*TASK ITEM*. Find the line with "MonitorId::all().zip(self.monitors.iter())" in the records below. Copy it and every line after it, up to and including the line with "fn default() ->".

Records from a data collection

·····

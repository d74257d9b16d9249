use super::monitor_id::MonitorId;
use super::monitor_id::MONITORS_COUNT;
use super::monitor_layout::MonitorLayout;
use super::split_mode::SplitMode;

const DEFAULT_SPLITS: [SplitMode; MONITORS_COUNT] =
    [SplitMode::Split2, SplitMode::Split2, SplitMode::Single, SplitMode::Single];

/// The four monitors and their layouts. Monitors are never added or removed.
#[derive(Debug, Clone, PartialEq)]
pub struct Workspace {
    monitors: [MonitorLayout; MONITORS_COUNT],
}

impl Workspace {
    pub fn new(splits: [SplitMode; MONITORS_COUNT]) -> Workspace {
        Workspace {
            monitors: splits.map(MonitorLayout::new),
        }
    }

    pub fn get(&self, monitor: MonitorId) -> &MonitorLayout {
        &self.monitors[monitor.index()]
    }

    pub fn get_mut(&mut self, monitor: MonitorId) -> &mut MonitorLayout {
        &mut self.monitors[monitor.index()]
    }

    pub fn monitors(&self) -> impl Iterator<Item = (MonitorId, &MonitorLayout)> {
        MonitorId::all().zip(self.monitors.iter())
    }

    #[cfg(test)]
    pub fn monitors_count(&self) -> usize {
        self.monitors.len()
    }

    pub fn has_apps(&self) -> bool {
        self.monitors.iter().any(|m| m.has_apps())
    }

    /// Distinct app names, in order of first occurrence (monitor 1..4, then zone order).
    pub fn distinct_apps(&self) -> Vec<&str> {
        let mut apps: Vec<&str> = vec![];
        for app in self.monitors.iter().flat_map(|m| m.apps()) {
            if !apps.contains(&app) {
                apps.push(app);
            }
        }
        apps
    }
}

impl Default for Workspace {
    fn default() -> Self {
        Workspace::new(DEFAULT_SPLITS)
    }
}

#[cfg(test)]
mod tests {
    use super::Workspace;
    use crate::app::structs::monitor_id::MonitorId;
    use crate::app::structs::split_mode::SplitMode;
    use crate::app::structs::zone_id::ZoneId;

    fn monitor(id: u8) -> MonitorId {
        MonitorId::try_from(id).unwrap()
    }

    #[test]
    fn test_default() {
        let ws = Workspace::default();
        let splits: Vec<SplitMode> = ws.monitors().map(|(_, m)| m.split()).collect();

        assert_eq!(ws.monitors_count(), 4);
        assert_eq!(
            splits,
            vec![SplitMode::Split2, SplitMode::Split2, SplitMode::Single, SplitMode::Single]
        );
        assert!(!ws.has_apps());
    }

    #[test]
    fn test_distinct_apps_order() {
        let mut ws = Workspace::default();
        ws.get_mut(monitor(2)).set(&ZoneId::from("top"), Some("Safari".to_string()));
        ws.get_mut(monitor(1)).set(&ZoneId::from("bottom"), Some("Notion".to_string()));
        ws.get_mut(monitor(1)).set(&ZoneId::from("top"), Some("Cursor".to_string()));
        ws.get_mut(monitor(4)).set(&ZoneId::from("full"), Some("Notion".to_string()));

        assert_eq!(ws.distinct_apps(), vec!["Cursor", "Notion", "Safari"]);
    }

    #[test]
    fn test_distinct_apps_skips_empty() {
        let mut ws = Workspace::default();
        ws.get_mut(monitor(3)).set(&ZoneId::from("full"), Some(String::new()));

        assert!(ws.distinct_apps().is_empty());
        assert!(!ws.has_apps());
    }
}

·····

*ANSWER SECTION*.
        MonitorId::all().zip(self.monitors.iter())
    }

    #[cfg(test)]
    pub fn monitors_count(&self) -> usize {
        self.monitors.len()
    }

    pub fn has_apps(&self) -> bool {
        self.monitors.iter().any(|m| m.has_apps())
    }

    /// Distinct app names, in order of first occurrence (monitor 1..4, then zone order).
    pub fn distinct_apps(&self) -> Vec<&str> {
        let mut apps: Vec<&str> = vec![];
        for app in self.monitors.iter().flat_map(|m| m.apps()) {
            if !apps.contains(&app) {
                apps.push(app);
            }
        }
        apps
    }
}

impl Default for Workspace {
    fn default() -> Self {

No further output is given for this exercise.